昨日、遠藤喨及(りょうきゅう)さんという方の、「気の経絡指圧法」という本を読みました。
この方は、増永静人氏が体系付けた「証診断」を基礎とし発展させた形の、気の経絡指圧法(タオ指圧)の始祖。
気の流れが実際に見え、それがどうやったら誰でも見えるようになるのかを体系付けたくて
研究に研究を重ねた方です。
ちなみに証診断というのは、わかりやすくいうと、気の経路を確認し、
その上で気の滞っているツボなどを見つけていくという作業のことのようです。
指圧の本を読むのは初めてなのですが、本物の指圧は気の世界であると知って、
本当に驚きました。どうしても按摩に近いようなイメージがあったので。
この「証診断」ができるようになるための心構えの中には、
霊気の「響き」がわかるようになる心構えにも通じるものがあるなと思ったので、紹介します。
西洋レイキでは、この響きの理解はあまり重要でないと聞いたこともありますが、
臼井式レイキでは、「響き」を感じるは基本とされていたところだと理解していますし、
私自身もそちらの方に共感ているので…。
「利他の心」:
自分のことを考えず、相手のことのみを思う心。
利他心があるときは、ポジティブな気がでており、相手にも自分にも気を与えている状態。
反対に、自分のことばかりを考えているときは、相手から気を奪おうとする。
無意識のうちに相手と自分を図りにかけているため、気は暗く、心は頑なである。相手も心を閉ざしてしまう。
経路は主観・客観の一体になったところに存在するため、主客一体の経路を見ようと思ったら、
まず己の心に利他心を喚起しなくてはいけないのだそうです。
「共感的想像」:
「相手がどこを圧してほしがっているかを想像すること」、
そして「相手がどう感じているかを想像し続けること」。
レイキは、相手が必要なところに流れるとはいいますが、
やっぱり響きの理解に昔の教えはある程度の重要性をおいていたということは、
より効果的にエネルギーが流れる手の置き方があると私は考えています。
その「響き」を感じる上で、この共感的想像は同じように大切だと感じました。
「内観」で自分の心を観る:
自分の心を対象化して客観的にみること。
これが経路を見る上で大事なのは、術者の「意念」と「共感」によって感応した経路が、
術者の心に反映するから、だそうです。
なので、自分の心を観るのが不得手な人は、気や経路を認識するのも苦手なはずだということです。

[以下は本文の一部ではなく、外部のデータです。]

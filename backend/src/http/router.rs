//! Router configuration for the HTTP API.
//!
//! This module sets up all routes, middleware (CORS, compression, tracing),
//! and creates the axum router ready for serving.

use axum::{
    extract::DefaultBodyLimit,
    routing::{get, post},
    Router,
};
use tower_http::{
    compression::CompressionLayer,
    cors::{Any, CorsLayer},
    trace::TraceLayer,
};

use super::handlers;
use super::state::AppState;

/// Create the main application router with all routes and middleware.
pub fn create_router(state: AppState) -> Router {
    // The dashboard is served from another origin.
    let cors = CorsLayer::new()
        .allow_origin(Any)
        .allow_methods(Any)
        .allow_headers(Any);

    let api = Router::new()
        .route("/db-status", get(handlers::db_status))
        .route(
            "/sessions",
            get(handlers::list_sessions).post(handlers::create_session),
        )
        .route("/sessions/latest", get(handlers::latest_session))
        .route(
            "/sessions/{session_id}",
            get(handlers::get_session)
                .put(handlers::update_session)
                .delete(handlers::delete_session),
        )
        .route("/download-csv", post(handlers::download_csv));

    Router::new()
        .route("/health", get(handlers::health_check))
        .nest("/api", api)
        // Sessions carry whole schedule results.
        .layer(DefaultBodyLimit::max(50 * 1024 * 1024))
        .layer(CompressionLayer::new())
        .layer(TraceLayer::new_for_http())
        .layer(cors)
        .with_state(state)
}
//! Failures of the session store.
//!
//! The in-memory store and the remote session service report through the same
//! [`RepositoryError`]. Its kinds are what callers branch on: the controller
//! turns [`Unavailable`](RepositoryError::Unavailable) into "persistence off",
//! the session server maps every kind onto an HTTP status, and the remote
//! client maps HTTP statuses back with [`RepositoryError::from_status`].

use reqwest::StatusCode;
use std::fmt;

use crate::db::models::SessionId;

/// Result type for repository operations
pub type RepositoryResult<T> = Result<T, RepositoryError>;

/// Which store call failed, and on what.
#[derive(Debug, Clone, Default, PartialEq, Eq)]
pub struct ErrorContext {
    /// Repository operation, e.g. `update_session`.
    pub operation: String,
    pub session_id: Option<SessionId>,
    /// HTTP status answered by the session service.
    pub status: Option<u16>,
}

impl ErrorContext {
    pub fn new(operation: impl Into<String>) -> Self {
        Self {
            operation: operation.into(),
            ..Default::default()
        }
    }

    pub fn for_session(mut self, id: SessionId) -> Self {
        self.session_id = Some(id);
        self
    }

    pub fn with_status(mut self, status: StatusCode) -> Self {
        self.status = Some(status.as_u16());
        self
    }
}

impl fmt::Display for ErrorContext {
    fn fmt(&self, f: &mut fmt::Formatter<'_>) -> fmt::Result {
        write!(f, "[{}", self.operation)?;
        if let Some(id) = self.session_id {
            write!(f, " session={}", id)?;
        }
        if let Some(status) = self.status {
            write!(f, " status={}", status)?;
        }
        write!(f, "]")
    }
}

#[derive(Debug, thiserror::Error)]
pub enum RepositoryError {
    /// The store cannot be reached, is reported unhealthy or timed out.
    #[error("Session store unavailable: {message} {context}")]
    Unavailable {
        message: String,
        context: ErrorContext,
    },

    #[error("{message} {context}")]
    NotFound {
        message: String,
        context: ErrorContext,
    },

    /// The store refused the request, e.g. a blank session name.
    #[error("{message} {context}")]
    Invalid {
        message: String,
        context: ErrorContext,
    },

    /// The session service answered with a body this client cannot read.
    #[error("Unexpected response from session store: {message} {context}")]
    BadResponse {
        message: String,
        context: ErrorContext,
    },

    #[error("Session store misconfigured: {message} {context}")]
    Configuration {
        message: String,
        context: ErrorContext,
    },

    /// Any other failure reported by the store.
    #[error("Session store error: {message} {context}")]
    Internal {
        message: String,
        context: ErrorContext,
    },
}

impl RepositoryError {
    pub fn unavailable(message: impl Into<String>, context: ErrorContext) -> Self {
        Self::Unavailable {
            message: message.into(),
            context,
        }
    }

    pub fn not_found(message: impl Into<String>, context: ErrorContext) -> Self {
        Self::NotFound {
            message: message.into(),
            context,
        }
    }

    pub fn invalid(message: impl Into<String>, context: ErrorContext) -> Self {
        Self::Invalid {
            message: message.into(),
            context,
        }
    }

    pub fn bad_response(message: impl Into<String>, context: ErrorContext) -> Self {
        Self::BadResponse {
            message: message.into(),
            context,
        }
    }

    pub fn configuration(message: impl Into<String>, context: ErrorContext) -> Self {
        Self::Configuration {
            message: message.into(),
            context,
        }
    }

    /// Classify a non-success answer from the session service.
    ///
    /// `message` is the server's own error message, kept as is so callers can
    /// show it.
    pub fn from_status(status: StatusCode, message: impl Into<String>, context: ErrorContext) -> Self {
        let message = message.into();
        let context = context.with_status(status);
        match status {
            StatusCode::NOT_FOUND => Self::NotFound { message, context },
            StatusCode::BAD_REQUEST | StatusCode::UNPROCESSABLE_ENTITY => {
                Self::Invalid { message, context }
            }
            StatusCode::SERVICE_UNAVAILABLE
            | StatusCode::BAD_GATEWAY
            | StatusCode::GATEWAY_TIMEOUT
            | StatusCode::REQUEST_TIMEOUT => Self::Unavailable { message, context },
            _ => Self::Internal { message, context },
        }
    }

    /// Classify a failure to exchange a request with the session service.
    pub fn from_transport(err: reqwest::Error, context: ErrorContext) -> Self {
        let message = err.to_string();
        if err.is_timeout() || err.is_connect() || err.is_request() {
            Self::Unavailable { message, context }
        } else if err.is_decode() {
            Self::BadResponse { message, context }
        } else {
            Self::Internal { message, context }
        }
    }

    /// The message without its context, as shown to users.
    pub fn message(&self) -> &str {
        match self {
            Self::Unavailable { message, .. }
            | Self::NotFound { message, .. }
            | Self::Invalid { message, .. }
            | Self::BadResponse { message, .. }
            | Self::Configuration { message, .. }
            | Self::Internal { message, .. } => message,
        }
    }

    pub fn context(&self) -> &ErrorContext {
        match self {
            Self::Unavailable { context, .. }
            | Self::NotFound { context, .. }
            | Self::Invalid { context, .. }
            | Self::BadResponse { context, .. }
            | Self::Configuration { context, .. }
            | Self::Internal { context, .. } => context,
        }
    }

    /// Whether the error means the session does not exist.
    pub fn is_not_found(&self) -> bool {
        matches!(self, Self::NotFound { .. })
    }

    /// Whether the store itself is unreachable, as opposed to rejecting a request.
    pub fn is_unavailable(&self) -> bool {
        matches!(self, Self::Unavailable { .. })
    }
}
//! High-level session service layer.
//!
//! Repository-agnostic operations used by both the workspace and the session
//! server. Input normalization lives here so that every store applies the
//! same rules:
//!
//! - names are trimmed and must not be blank;
//! - `academic_year` and `notes` are trimmed, and blank becomes `None`;
//! - an availability probe that errors counts as "unavailable".
//!
//! # Usage
//!
//! ```no_run
//! use r2s_workspace::db::{services, repositories::LocalRepository, NewSession};
//! use r2s_workspace::models::ScheduleResult;
//!
//! #[tokio::main]
//! async fn main() -> Result<(), Box<dyn std::error::Error>> {
//!     let repo = LocalRepository::new();
//!     let result: ScheduleResult = serde_json::from_str(r#"{"success": true}"#)?;
//!     services::create_session(&repo, NewSession::new("Draft", result)).await?;
//!     println!("{} sessions", services::list_sessions(&repo).await?.len());
//!     Ok(())
//! }
//! ```

use log::{info, warn};

use super::models::{NewSession, Session, SessionId, SessionSummary, SessionUpdate};
use super::repository::{ErrorContext, RepositoryError, RepositoryResult, SessionRepository};

/// Trim a session name, rejecting blank ones.
pub fn normalize_name(name: &str, operation: &str) -> RepositoryResult<String> {
    let trimmed = name.trim();
    if trimmed.is_empty() {
        let message = if operation == "update_session" {
            "Session name cannot be empty"
        } else {
            "Session name is required"
        };
        return Err(RepositoryError::invalid(message, ErrorContext::new(operation)));
    }
    Ok(trimmed.to_string())
}

/// Trim optional free text; blank becomes `None`.
pub fn normalize_text(value: Option<String>) -> Option<String> {
    value
        .map(|v| v.trim().to_string())
        .filter(|v| !v.is_empty())
}

/// Whether session persistence can be used right now.
///
/// Never fails: a probe error is logged and reported as unavailable.
pub async fn is_available<R: SessionRepository + ?Sized>(repo: &R) -> bool {
    match repo.health_check().await {
        Ok(available) => available,
        Err(e) => {
            warn!("Session store availability probe failed: {}", e);
            false
        }
    }
}

pub async fn list_sessions<R: SessionRepository + ?Sized>(
    repo: &R,
) -> RepositoryResult<Vec<SessionSummary>> {
    repo.list_sessions().await
}

/// Create a session after normalizing its fields.
pub async fn create_session<R: SessionRepository + ?Sized>(
    repo: &R,
    session: NewSession,
) -> RepositoryResult<SessionSummary> {
    let session = NewSession {
        name: normalize_name(&session.name, "create_session")?,
        academic_year: normalize_text(session.academic_year),
        notes: normalize_text(session.notes),
        api_response: session.api_response,
    };
    let summary = repo.create_session(session).await?;
    info!(
        "Created session {} '{}' ({} residents)",
        summary.id, summary.name, summary.resident_count
    );
    Ok(summary)
}

pub async fn get_session<R: SessionRepository + ?Sized>(
    repo: &R,
    id: SessionId,
) -> RepositoryResult<Session> {
    repo.get_session(id).await
}

pub async fn latest_session<R: SessionRepository + ?Sized>(
    repo: &R,
) -> RepositoryResult<Option<Session>> {
    repo.latest_session().await
}

/// Apply a partial update. A supplied name must not be blank.
pub async fn update_session<R: SessionRepository + ?Sized>(
    repo: &R,
    id: SessionId,
    update: SessionUpdate,
) -> RepositoryResult<SessionSummary> {
    let update = SessionUpdate {
        name: update
            .name
            .as_deref()
            .map(|name| normalize_name(name, "update_session"))
            .transpose()?,
        ..update
    };
    let summary = repo.update_session(id, update).await?;
    info!("Updated session {} '{}'", summary.id, summary.name);
    Ok(summary)
}

pub async fn delete_session<R: SessionRepository + ?Sized>(
    repo: &R,
    id: SessionId,
) -> RepositoryResult<()> {
    repo.delete_session(id).await?;
    info!("Deleted session {}", id);
    Ok(())
}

自分の心を観るのが苦手な人というのは、無反省な人、独善的な人などということでした (気をつけねば…)。
最後に、人間の気の傾向は、時代とともに移り変わり、それによって指圧のツボの位置や深さもどんどん変わってきたというのにも新たな発見がありました。やはり、時代の気、というものもあるのですね。
そして、遠藤氏はどうして近年の先進国の生活は、こうも孤独と不安に満ちているのか、
未開の地域の人に比べて都会の人の気がかなり内向しているのは何故かという疑問を投げかけています。
その原因は、お金がありさえすれば、他の人の助けを必要とせずに生活ができるから、
目に見える形で助け合うことなく暮らすことができるからではないかといっておられます。
人に助けられることもなく、また助けることもなければ、他との気の交流がなくなり、人は孤立し、不安になる。
実は、このことをすごくひしひしと感じていました。
ここ数年、私のオーストラリアも不況が続き、この国のメインの収入源である鉱山のない私のいる州などは
特にもうすでに数年近く厳しい状況が続いています。
そうなってくると、特に個人主義をベースとした西洋の国ということも手伝って、
人々が自己の利ばかり考えはじめることで生じる不協和が出てきます。
表立って出てくるわけではないのですが、個の主張オーラのようなものが強くなり、
邪気のような形で影響を受けてしまう気がするのです。
そんなところに、ある方から最近相談を受けました。
それは、私自身が感じていたことと全く同じでした。
その方も、こちらにこられてから最初の5年ぐらいは職場で何の不満もなかったのに、
不況になってきたときに、あまりにも不公平感がでてくることに戸惑い、悩んでおられたようです。
皆が大変な不況のときだからこそ、日本のよさである「和」の心、つまり和の気を広められたらと思いますが、
マイノリティとしての文化のよい部分を広めることに行き詰まりを感じたりもしています。
個人レベルで地道にやっていくしかないのでしょうね。
長くなりそうなので、続きはまた今度…。